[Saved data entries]
****
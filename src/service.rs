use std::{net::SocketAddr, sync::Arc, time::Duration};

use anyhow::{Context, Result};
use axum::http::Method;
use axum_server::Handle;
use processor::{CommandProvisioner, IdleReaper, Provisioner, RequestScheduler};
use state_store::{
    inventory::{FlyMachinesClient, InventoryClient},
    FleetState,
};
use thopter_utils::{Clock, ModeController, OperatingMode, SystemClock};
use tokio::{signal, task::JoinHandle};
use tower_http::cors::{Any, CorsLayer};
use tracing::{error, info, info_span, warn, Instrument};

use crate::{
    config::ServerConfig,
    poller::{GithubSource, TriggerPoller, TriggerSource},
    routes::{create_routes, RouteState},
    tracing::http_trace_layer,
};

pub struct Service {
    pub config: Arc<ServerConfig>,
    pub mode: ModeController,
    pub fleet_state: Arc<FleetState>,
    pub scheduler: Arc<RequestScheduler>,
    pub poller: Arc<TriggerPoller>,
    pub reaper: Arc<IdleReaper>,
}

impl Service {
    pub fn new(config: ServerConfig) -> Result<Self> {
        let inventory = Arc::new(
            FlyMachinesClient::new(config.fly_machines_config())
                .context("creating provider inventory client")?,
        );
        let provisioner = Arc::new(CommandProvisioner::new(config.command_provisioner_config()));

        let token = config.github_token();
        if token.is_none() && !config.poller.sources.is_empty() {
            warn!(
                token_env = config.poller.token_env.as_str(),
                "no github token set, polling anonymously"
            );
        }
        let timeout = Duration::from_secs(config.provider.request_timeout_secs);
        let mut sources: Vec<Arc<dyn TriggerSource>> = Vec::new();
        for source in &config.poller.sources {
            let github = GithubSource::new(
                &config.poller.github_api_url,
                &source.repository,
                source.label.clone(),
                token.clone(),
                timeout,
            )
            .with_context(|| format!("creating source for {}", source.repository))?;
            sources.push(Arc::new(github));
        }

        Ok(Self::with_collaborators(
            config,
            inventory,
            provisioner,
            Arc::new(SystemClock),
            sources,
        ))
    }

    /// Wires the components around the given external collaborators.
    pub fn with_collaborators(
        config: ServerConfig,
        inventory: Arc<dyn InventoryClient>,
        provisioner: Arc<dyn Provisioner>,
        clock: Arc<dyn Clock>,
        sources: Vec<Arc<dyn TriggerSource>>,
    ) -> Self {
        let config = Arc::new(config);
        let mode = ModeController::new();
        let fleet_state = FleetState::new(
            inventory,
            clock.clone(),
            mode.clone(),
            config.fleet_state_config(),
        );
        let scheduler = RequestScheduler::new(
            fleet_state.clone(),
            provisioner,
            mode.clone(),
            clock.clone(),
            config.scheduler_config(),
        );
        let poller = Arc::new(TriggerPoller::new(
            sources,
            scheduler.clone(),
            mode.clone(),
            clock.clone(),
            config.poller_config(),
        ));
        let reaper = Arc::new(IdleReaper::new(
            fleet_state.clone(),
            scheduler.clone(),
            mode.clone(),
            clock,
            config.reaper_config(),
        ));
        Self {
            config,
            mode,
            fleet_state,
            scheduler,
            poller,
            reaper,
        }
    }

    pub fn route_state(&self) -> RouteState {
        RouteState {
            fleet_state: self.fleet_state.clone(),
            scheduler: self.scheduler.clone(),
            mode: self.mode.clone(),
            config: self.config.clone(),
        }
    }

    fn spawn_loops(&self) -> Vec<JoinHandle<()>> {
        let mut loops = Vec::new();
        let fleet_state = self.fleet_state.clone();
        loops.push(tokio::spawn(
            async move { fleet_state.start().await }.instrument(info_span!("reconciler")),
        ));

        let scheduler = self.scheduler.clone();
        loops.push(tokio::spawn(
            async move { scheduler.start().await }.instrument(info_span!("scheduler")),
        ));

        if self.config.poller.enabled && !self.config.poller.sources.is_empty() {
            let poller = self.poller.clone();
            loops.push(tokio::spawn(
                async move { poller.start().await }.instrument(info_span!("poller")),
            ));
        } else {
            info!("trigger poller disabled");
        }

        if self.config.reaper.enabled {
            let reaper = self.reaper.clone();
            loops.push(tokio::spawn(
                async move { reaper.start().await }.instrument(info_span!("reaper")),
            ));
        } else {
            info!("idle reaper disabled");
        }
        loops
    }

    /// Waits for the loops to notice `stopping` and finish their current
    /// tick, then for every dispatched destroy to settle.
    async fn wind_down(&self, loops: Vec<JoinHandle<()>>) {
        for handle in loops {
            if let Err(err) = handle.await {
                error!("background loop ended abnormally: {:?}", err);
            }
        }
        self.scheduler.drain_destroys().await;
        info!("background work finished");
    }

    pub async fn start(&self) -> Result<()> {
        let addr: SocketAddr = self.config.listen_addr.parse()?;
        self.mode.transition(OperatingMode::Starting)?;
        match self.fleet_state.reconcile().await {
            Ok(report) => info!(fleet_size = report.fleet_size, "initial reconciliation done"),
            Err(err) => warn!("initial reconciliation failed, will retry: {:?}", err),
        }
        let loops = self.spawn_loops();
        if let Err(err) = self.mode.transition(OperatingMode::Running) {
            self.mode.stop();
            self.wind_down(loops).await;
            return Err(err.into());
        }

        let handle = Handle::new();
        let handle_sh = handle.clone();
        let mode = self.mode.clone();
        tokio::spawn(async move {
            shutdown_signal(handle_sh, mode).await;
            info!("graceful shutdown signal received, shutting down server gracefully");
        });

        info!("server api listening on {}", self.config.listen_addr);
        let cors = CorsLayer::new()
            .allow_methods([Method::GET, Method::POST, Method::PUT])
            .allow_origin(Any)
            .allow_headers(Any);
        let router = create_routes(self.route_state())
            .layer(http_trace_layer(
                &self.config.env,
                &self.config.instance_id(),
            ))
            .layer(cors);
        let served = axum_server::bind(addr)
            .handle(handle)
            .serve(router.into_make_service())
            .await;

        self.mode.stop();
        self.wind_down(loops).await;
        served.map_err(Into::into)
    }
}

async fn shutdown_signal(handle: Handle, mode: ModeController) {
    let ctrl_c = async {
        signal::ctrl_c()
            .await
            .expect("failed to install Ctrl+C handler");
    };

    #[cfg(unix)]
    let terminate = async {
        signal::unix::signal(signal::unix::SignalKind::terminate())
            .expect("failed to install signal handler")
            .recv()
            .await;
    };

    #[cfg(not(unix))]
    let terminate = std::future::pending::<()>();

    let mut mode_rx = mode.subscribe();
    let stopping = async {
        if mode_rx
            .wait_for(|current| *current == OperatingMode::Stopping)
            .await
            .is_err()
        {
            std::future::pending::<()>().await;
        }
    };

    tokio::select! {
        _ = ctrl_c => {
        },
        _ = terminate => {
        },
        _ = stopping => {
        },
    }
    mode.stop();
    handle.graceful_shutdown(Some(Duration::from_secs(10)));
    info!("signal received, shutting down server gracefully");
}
****
Your answer should be the lines above that contain the word "router", copied out.

        let router = create_routes(self.route_state())
            .serve(router.into_make_service())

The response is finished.